Rahman explains that the position of workers feels more precarious on these platforms than in traditional work environments because, well, they are. While typical employer reviews are largely intended to help an employee improve, algorithm-facilitated reviews on a site like TalentFinder are primarily intended to help the platform automate the job of picking the “best” employees from a vast tank, thus satisfying its customers.
“For platforms, it’s about optimizing their overall dynamics. their primary goal is not to help employees improve,” says Rahman. “For people’s day-to-day experiences, especially when they rely on the platform for work, that can be very frustrating and difficult.”
Living in the Cage — and its Configuration
Since conducting this research, Rahman says he has gained more and more insight into the various invisible cages most of us live in. He points, for example, to recent reports detailing how everything from us TVs and vacuum cleaners in the smartphone apps we use medical prescriptions
and insurance they collect our data and use it to train proprietary algorithms in ways that are largely invisible to us.
“I think the metaphor of the invisible cage applies more broadly as we enter this system where everything we do, say, and how we interact is feeding algorithms that we don’t necessarily know about,” he says.

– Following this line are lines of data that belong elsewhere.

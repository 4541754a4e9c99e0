use std::fmt;

use serde_derive::{Deserialize, Serialize};

use super::group::Group;
use super::tiles::{Hai, Tile};

/// Slots in a hand, the drawn tile included.
pub const MAX_HAND_SIZE: usize = 20;
/// Slot reserved for the drawn tile.
pub const DRAWN_INDEX: usize = MAX_HAND_SIZE - 1;
/// Groups of 3 or more tiles in a complete hand.
pub const MAX_GROUPS: usize = 4;

/// A player's hand.
///
/// Tiles locked by calls occupy the first `call_tiles` slots; `fuuro` holds
/// the groups formed by those calls. Empty slots are `None`.
#[derive(Debug, Default, Clone, Eq, PartialEq, Serialize, Deserialize)]
#[serde(default)]
pub struct Te {
    hai: [Option<Tile>; MAX_HAND_SIZE],
    call_tiles: usize,
    fuuro: Vec<Group>,
}

#[derive(Debug, Clone, Copy, Eq, PartialEq)]
pub enum TeError {
    /// No free slot is left for the tiles
    Full,
    /// Already 4 call melds
    TooManyFuuro,
    /// A call meld has 3 or 4 tiles
    InvalidFuuroSize(usize),
    /// Call tiles overlap the drawn slot
    InvalidCallTiles(usize),
    /// A call meld points outside the call tiles
    FuuroOutOfRange(usize),
}

impl fmt::Display for TeError {
    fn fmt(&self, f: &mut fmt::Formatter<'_>) -> fmt::Result {
        match self {
            TeError::Full => write!(f, "hand is full"),
            TeError::TooManyFuuro => write!(f, "cannot have more than {} calls", MAX_GROUPS),
            TeError::InvalidFuuroSize(size) => write!(f, "invalid call meld size: {}", size),
            TeError::InvalidCallTiles(n) => write!(f, "invalid number of call tiles: {}", n),
            TeError::FuuroOutOfRange(index) => {
                write!(f, "call meld slot {} is not a call tile", index)
            }
        }
    }
}

impl std::error::Error for TeError {}

impl Te {
    /// Concealed hand made of `tiles`, in order.
    pub fn from_tiles(tiles: &[Tile]) -> Result<Self, TeError> {
        if tiles.len() > DRAWN_INDEX {
            return Err(TeError::Full);
        }
        let mut te = Te::default();
        for (slot, tile) in te.hai.iter_mut().zip(tiles) {
            *slot = Some(*tile);
        }
        Ok(te)
    }

    /// Lock `tiles` as a call meld in front of the hand.
    ///
    /// Open calls (pon, chi, open kan) are `open`; a closed kan is locked but
    /// not open.
    pub fn push_fuuro(&mut self, tiles: &[Tile], open: bool) -> Result<(), TeError> {
        if !(3..=4).contains(&tiles.len()) {
            return Err(TeError::InvalidFuuroSize(tiles.len()));
        }
        if self.fuuro.len() >= MAX_GROUPS {
            return Err(TeError::TooManyFuuro);
        }
        let concealed: Vec<Tile> = self.hai[self.call_tiles..DRAWN_INDEX]
            .iter()
            .flatten()
            .copied()
            .collect();
        let start = self.call_tiles;
        if start + tiles.len() + concealed.len() > DRAWN_INDEX {
            return Err(TeError::Full);
        }

        for (i, tile) in tiles.iter().chain(concealed.iter()).enumerate() {
            self.hai[start + i] = Some(*tile);
        }
        for slot in &mut self.hai[start + tiles.len() + concealed.len()..DRAWN_INDEX] {
            *slot = None;
        }

        let indices: Vec<usize> = (start..start + tiles.len()).collect();
        self.fuuro.push(Group::new(&indices, open, !open));
        self.call_tiles += tiles.len();
        Ok(())
    }

    /// Put a tile in the drawn slot.
    pub fn draw(&mut self, tile: Tile) {
        self.hai[DRAWN_INDEX] = Some(tile);
    }

    /// Swap the drawn tile with the tile at `index`.
    pub fn swap_drawn(&mut self, index: usize) {
        self.hai.swap(index, DRAWN_INDEX);
    }

    /// Take the drawn tile out of the hand.
    pub fn discard_drawn(&mut self) -> Option<Tile> {
        self.hai[DRAWN_INDEX].take()
    }

    pub fn clear(&mut self) {
        *self = Te::default();
    }

    pub fn get(&self, index: usize) -> Option<Tile> {
        self.hai.get(index).copied().flatten()
    }

    pub fn hai(&self, index: usize) -> Option<Hai> {
        self.get(index).map(Tile::identity)
    }

    pub fn call_tiles(&self) -> usize {
        self.call_tiles
    }

    pub fn fuuro(&self) -> &[Group] {
        &self.fuuro
    }

    /// Check the call melds of a hand built outside `push_fuuro`, such as a
    /// loaded snapshot.
    pub fn validate(&self) -> Result<(), TeError> {
        if self.call_tiles > DRAWN_INDEX {
            return Err(TeError::InvalidCallTiles(self.call_tiles));
        }
        if self.fuuro.len() > MAX_GROUPS {
            return Err(TeError::TooManyFuuro);
        }
        for group in &self.fuuro {
            if !(3..=4).contains(&group.size()) {
                return Err(TeError::InvalidFuuroSize(group.size()));
            }
            if let Some(index) = group.indices().find(|i| *i >= self.call_tiles) {
                return Err(TeError::FuuroOutOfRange(index));
            }
        }
        Ok(())
    }

    /// A hand is closed as long as it has no open call. Closed kans keep it
    /// closed.
    pub fn is_closed(&self) -> bool {
        self.fuuro.iter().all(|group| !group.open())
    }

    /// Every tile in the hand, call tiles included.
    pub fn tiles(&self) -> impl Iterator<Item = &Tile> {
        self.hai.iter().flatten()
    }

    /// Tiles not locked by a call.
    pub fn concealed(&self) -> impl Iterator<Item = &Tile> {
        self.hai[self.call_tiles..].iter().flatten()
    }

    pub fn len(&self) -> usize {
        self.tiles().count()
    }

    pub fn is_empty(&self) -> bool {
        self.len() == 0
    }

    /// Bit mask of every occupied slot.
    pub fn occupied_mask(&self) -> u32 {
        self.hai
            .iter()
            .enumerate()
            .filter(|(_, tile)| tile.is_some())
            .fold(0, |mask, (i, _)| mask | 1 << i)
    }
}

impl fmt::Display for Te {
    fn fmt(&self, f: &mut fmt::Formatter<'_>) -> fmt::Result {
        for (i, tile) in self.hai.iter().enumerate() {
            if i == self.call_tiles && i != 0 {
                write!(f, "| ")?;
            }
            if let Some(tile) = tile {
                write!(f, "{}", tile)?;
            }
        }
        Ok(())
    }
}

He points out that some people are freer to withdraw from these platforms than others. it all comes down to their level of dependence on them. A fruitful area for future research, he says, could be examining how characteristics such as race, gender and income correlate with reliance on platforms and their algorithmic ratings. For example, it is important to understand whether people from certain racial groups are more likely to be “rated” (and potentially blacklisted) with algorithms before they can rent an apartment, open a credit card or sign up for health insurance.
“The hope of bringing this metaphor of the invisible cage to the fore is to bring awareness to this phenomenon, and hopefully in a way that people can connect with,” says Rahman. “Of course, even when we realize this, it’s hard to know what to do, given the complexity of these systems and the rate at which their algorithms change.”
Legislation is beginning to provide some oversight in an area that remains largely unregulated. In 2020 California Consumer Privacy Act, the strongest such legislation in the country, establishes the rights of online users to know, delete and opt out of the collection of personal data. In 2018, the European Union passed even more aggressive legislation for the same purpose. “It’s an encouraging sign,” says Rahman, “but regulation alone is far from a panacea.”